» Task details:
From the first line to the last, give the records again exactly.

» Available data:
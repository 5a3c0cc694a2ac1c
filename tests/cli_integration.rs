//! CLI integration tests.
//!
//! These tests verify argument parsing, configuration loading, and the
//! store administration commands end to end against a real document.

use std::ffi::OsString;
use std::io::Write;
use std::path::PathBuf;

use chrono::{Duration, Utc};
use tempfile::{NamedTempFile, TempDir};

use session_keeper::admin;
use session_keeper::cli::{parse_args_from, Args, Command};
use session_keeper::config::Config;
use session_keeper::{Identity, SessionRecord, SessionStore, Token};

fn args(args: &[&str]) -> Vec<OsString> {
    std::iter::once("session-keeper")
        .chain(args.iter().copied())
        .map(OsString::from)
        .collect()
}

// ============================================================================
// CLI Argument Tests
// ============================================================================

#[test]
fn test_cli_defaults() {
    let result = parse_args_from(args(&[])).unwrap();

    assert!(result.command.is_none());
    assert!(result.config.is_none());
    assert!(result.store.is_none());
    assert!(result.log_level.is_none());
}

#[test]
fn test_cli_full_options() {
    let result = parse_args_from(args(&[
        "-s",
        "/tmp/keeper.json",
        "-l",
        "debug",
        "forget",
        "12345678901",
    ]))
    .unwrap();

    assert_eq!(result.store, Some(PathBuf::from("/tmp/keeper.json")));
    assert_eq!(result.log_level, Some("debug".to_string()));
    assert_eq!(
        result.command,
        Some(Command::Forget(Identity::new("12345678901")))
    );
}

#[test]
fn test_cli_missing_identity() {
    assert!(parse_args_from(args(&["show"])).is_err());
}

// ============================================================================
// Configuration Loading Tests
// ============================================================================

#[test]
fn test_config_from_json_file() {
    let json = r#"{
        "store": { "path": "/srv/keeper/sessions.json" },
        "logging": { "level": "debug" }
    }"#;

    let mut file = NamedTempFile::new().unwrap();
    file.write_all(json.as_bytes()).unwrap();

    let config = Config::from_file(file.path()).unwrap();

    assert_eq!(config.store.path, PathBuf::from("/srv/keeper/sessions.json"));
    assert_eq!(config.logging.level, "debug");
}

#[test]
fn test_config_priority_cli_over_file() {
    let json = r#"{ "store": { "path": "from-file.json" }, "logging": { "level": "warn" } }"#;

    let mut file = NamedTempFile::new().unwrap();
    file.write_all(json.as_bytes()).unwrap();

    let args = Args {
        config: Some(file.path().to_path_buf()),
        store: Some(PathBuf::from("from-cli.json")),
        log_level: Some("trace".to_string()),
        ..Args::default()
    };

    let config = Config::load(&args).unwrap();

    assert_eq!(config.store.path, PathBuf::from("from-cli.json"));
    assert_eq!(config.logging.level, "trace");
}

#[test]
fn test_config_missing_file() {
    let args = Args {
        config: Some(PathBuf::from("/definitely/not/here.json")),
        ..Args::default()
    };

    assert!(Config::load(&args).is_err());
}

#[test]
fn test_config_partial_deserialization() {
    let json = r#"{"logging": {"level": "error"}}"#;
    let config: Config = serde_json::from_str(json).unwrap();

    assert_eq!(config.logging.level, "error");
    assert_eq!(config.store.path, PathBuf::from("sessions.json")); // Default
}

// ============================================================================
// Administration Command Tests
// ============================================================================

#[test]
fn test_prune_then_list_after_reopen() {
    let dir = TempDir::new().unwrap();
    let path = dir.path().join("sessions.json");
    let now = Utc::now();

    {
        let store = SessionStore::open(&path).unwrap();
        store
            .upsert(SessionRecord::new(
                Identity::new("alice"),
                Token::new(now + Duration::hours(1)),
            ))
            .unwrap();
        store
            .upsert(SessionRecord::new(
                Identity::new("bob"),
                Token::new(now - Duration::hours(1)),
            ))
            .unwrap();

        let mut out = Vec::new();
        admin::execute(&Command::Prune, &store, now, &mut out).unwrap();
        assert_eq!(String::from_utf8(out).unwrap(), "removed 1 expired session(s)\n");
    }

    let store = SessionStore::open(&path).unwrap();
    let mut out = Vec::new();
    admin::execute(&Command::List, &store, now, &mut out).unwrap();
    let report = String::from_utf8(out).unwrap();

    assert_eq!(report.lines().count(), 1);
    assert!(report.starts_with("alice\t"));
    assert!(report.trim_end().ends_with("valid"));
}
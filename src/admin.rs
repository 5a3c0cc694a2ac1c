//! Store administration commands behind the `session-keeper` binary.

use std::io::Write;

use chrono::{DateTime, SecondsFormat, Utc};
use tracing::info;

use crate::cli::Command;
use crate::error::Error;
use crate::session::SessionStore;
use crate::Result;

/// Run `command` against `store`, writing the report to `out`.
///
/// `now` decides which sessions count as expired.
pub fn execute<W: Write>(
    command: &Command,
    store: &SessionStore,
    now: DateTime<Utc>,
    out: &mut W,
) -> Result<()> {
    match command {
        Command::List => {
            let records = store.records()?;
            if records.is_empty() {
                writeln!(out, "no stored sessions in {}", store.path().display())?;
            }
            for record in records {
                let status = if record.is_valid_at(now) {
                    "valid"
                } else {
                    "expired"
                };
                writeln!(
                    out,
                    "{}\t{}\t{}",
                    record.identity,
                    record
                        .token
                        .expires_at()
                        .to_rfc3339_opts(SecondsFormat::Secs, true),
                    status
                )?;
            }
        }
        Command::Show(identity) => match store.find(identity)? {
            Some(record) => {
                let json = serde_json::to_string_pretty(&record).map_err(|source| {
                    Error::Corrupt {
                        path: store.path().to_path_buf(),
                        source,
                    }
                })?;
                writeln!(out, "{}", json)?;
            }
            None => writeln!(out, "no session stored for {}", identity)?,
        },
        Command::Forget(identity) => {
            if store.remove(identity)? {
                info!(%identity, "session forgotten");
                writeln!(out, "forgot session for {}", identity)?;
            } else {
                writeln!(out, "no session stored for {}", identity)?;
            }
        }
        Command::Prune => {
            let removed = store.remove_expired(now)?;
            info!(removed, "expired sessions pruned");
            writeln!(out, "removed {} expired session(s)", removed)?;
        }
    }

    Ok(())
}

» Output:
repository 5a3c0cc694a2ac1c
filename tests/cli_integration.rs
//! CLI integration tests.
//!
//! These tests verify argument parsing, configuration loading, and the
//! store administration commands end to end against a real document.

use std::ffi::OsString;
use std::io::Write;
use std::path::PathBuf;

use chrono::{Duration, Utc};
use tempfile::{NamedTempFile, TempDir};

use session_keeper::admin;
use session_keeper::cli::{parse_args_from, Args, Command};
use session_keeper::config::Config;
use session_keeper::{Identity, SessionRecord, SessionStore, Token};

fn args(args: &[&str]) -> Vec<OsString> {
    std::iter::once("session-keeper")
        .chain(args.iter().copied())
        .map(OsString::from)
        .collect()
}

// ============================================================================
// CLI Argument Tests
// ============================================================================

#[test]
fn test_cli_defaults() {
    let result = parse_args_from(args(&[])).unwrap();

    assert!(result.command.is_none());
    assert!(result.config.is_none());
    assert!(result.store.is_none());
    assert!(result.log_level.is_none());
}

#[test]
fn test_cli_full_options() {
    let result = parse_args_from(args(&[
        "-s",
        "/tmp/keeper.json",
        "-l",
        "debug",
        "forget",
        "12345678901",
    ]))
    .unwrap();

    assert_eq!(result.store, Some(PathBuf::from("/tmp/keeper.json")));
    assert_eq!(result.log_level, Some("debug".to_string()));
    assert_eq!(
        result.command,
        Some(Command::Forget(Identity::new("12345678901")))
    );
}

#[test]
fn test_cli_missing_identity() {
    assert!(parse_args_from(args(&["show"])).is_err());
}

// ============================================================================
// Configuration Loading Tests
// ============================================================================

#[test]
fn test_config_from_json_file() {
    let json = r#"{
        "store": { "path": "/srv/keeper/sessions.json" },
        "logging": { "level": "debug" }
    }"#;

    let mut file = NamedTempFile::new().unwrap();
    file.write_all(json.as_bytes()).unwrap();

    let config = Config::from_file(file.path()).unwrap();

    assert_eq!(config.store.path, PathBuf::from("/srv/keeper/sessions.json"));
    assert_eq!(config.logging.level, "debug");
}

#[test]
fn test_config_priority_cli_over_file() {
    let json = r#"{ "store": { "path": "from-file.json" }, "logging": { "level": "warn" } }"#;

    let mut file = NamedTempFile::new().unwrap();
    file.write_all(json.as_bytes()).unwrap();

    let args = Args {
        config: Some(file.path().to_path_buf()),
        store: Some(PathBuf::from("from-cli.json")),
        log_level: Some("trace".to_string()),
        ..Args::default()
    };

    let config = Config::load(&args).unwrap();

    assert_eq!(config.store.path, PathBuf::from("from-cli.json"));
    assert_eq!(config.logging.level, "trace");
}

#[test]
fn test_config_missing_file() {
    let args = Args {
        config: Some(PathBuf::from("/definitely/not/here.json")),
        ..Args::default()
    };

    assert!(Config::load(&args).is_err());
}

#[test]
fn test_config_partial_deserialization() {
    let json = r#"{"logging": {"level": "error"}}"#;
    let config: Config = serde_json::from_str(json).unwrap();

    assert_eq!(config.logging.level, "error");
    assert_eq!(config.store.path, PathBuf::from("sessions.json")); // Default
}

// ============================================================================
// Administration Command Tests
// ============================================================================

#[test]
fn test_prune_then_list_after_reopen() {
    let dir = TempDir::new().unwrap();
    let path = dir.path().join("sessions.json");
    let now = Utc::now();

    {
        let store = SessionStore::open(&path).unwrap();
        store
            .upsert(SessionRecord::new(
                Identity::new("alice"),
                Token::new(now + Duration::hours(1)),
            ))
            .unwrap();
        store
            .upsert(SessionRecord::new(
                Identity::new("bob"),
                Token::new(now - Duration::hours(1)),
            ))
            .unwrap();

        let mut out = Vec::new();
        admin::execute(&Command::Prune, &store, now, &mut out).unwrap();
        assert_eq!(String::from_utf8(out).unwrap(), "removed 1 expired session(s)\n");
    }

    let store = SessionStore::open(&path).unwrap();
    let mut out = Vec::new();
    admin::execute(&Command::List, &store, now, &mut out).unwrap();
    let report = String::from_utf8(out).unwrap();

    assert_eq!(report.lines().count(), 1);
    assert!(report.starts_with("alice\t"));
    assert!(report.trim_end().ends_with("valid"));
}
filename src/admin.rs
repository 5a3c0cc694a2ac1c
//! Store administration commands behind the `session-keeper` binary.

use std::io::Write;

use chrono::{DateTime, SecondsFormat, Utc};
use tracing::info;

use crate::cli::Command;
use crate::error::Error;
use crate::session::SessionStore;
use crate::Result;

/// Run `command` against `store`, writing the report to `out`.
///
/// `now` decides which sessions count as expired.
pub fn execute<W: Write>(
    command: &Command,
    store: &SessionStore,
    now: DateTime<Utc>,
    out: &mut W,
) -> Result<()> {
    match command {
        Command::List => {
            let records = store.records()?;
            if records.is_empty() {
                writeln!(out, "no stored sessions in {}", store.path().display())?;
            }
            for record in records {
                let status = if record.is_valid_at(now) {
                    "valid"
                } else {
                    "expired"
                };
                writeln!(
                    out,
                    "{}\t{}\t{}",
                    record.identity,
                    record
                        .token
                        .expires_at()
                        .to_rfc3339_opts(SecondsFormat::Secs, true),
                    status
                )?;
            }
        }
        Command::Show(identity) => match store.find(identity)? {
            Some(record) => {
                let json = serde_json::to_string_pretty(&record).map_err(|source| {
                    Error::Corrupt {
                        path: store.path().to_path_buf(),
                        source,
                    }
                })?;
                writeln!(out, "{}", json)?;
            }
            None => writeln!(out, "no session stored for {}", identity)?,
        },
        Command::Forget(identity) => {
            if store.remove(identity)? {
                info!(%identity, "session forgotten");
                writeln!(out, "forgot session for {}", identity)?;
            } else {
                writeln!(out, "no session stored for {}", identity)?;
            }
        }
        Command::Prune => {
            let removed = store.remove_expired(now)?;
            info!(removed, "expired sessions pruned");
            writeln!(out, "removed {} expired session(s)", removed)?;
        }
    }

    Ok(())
}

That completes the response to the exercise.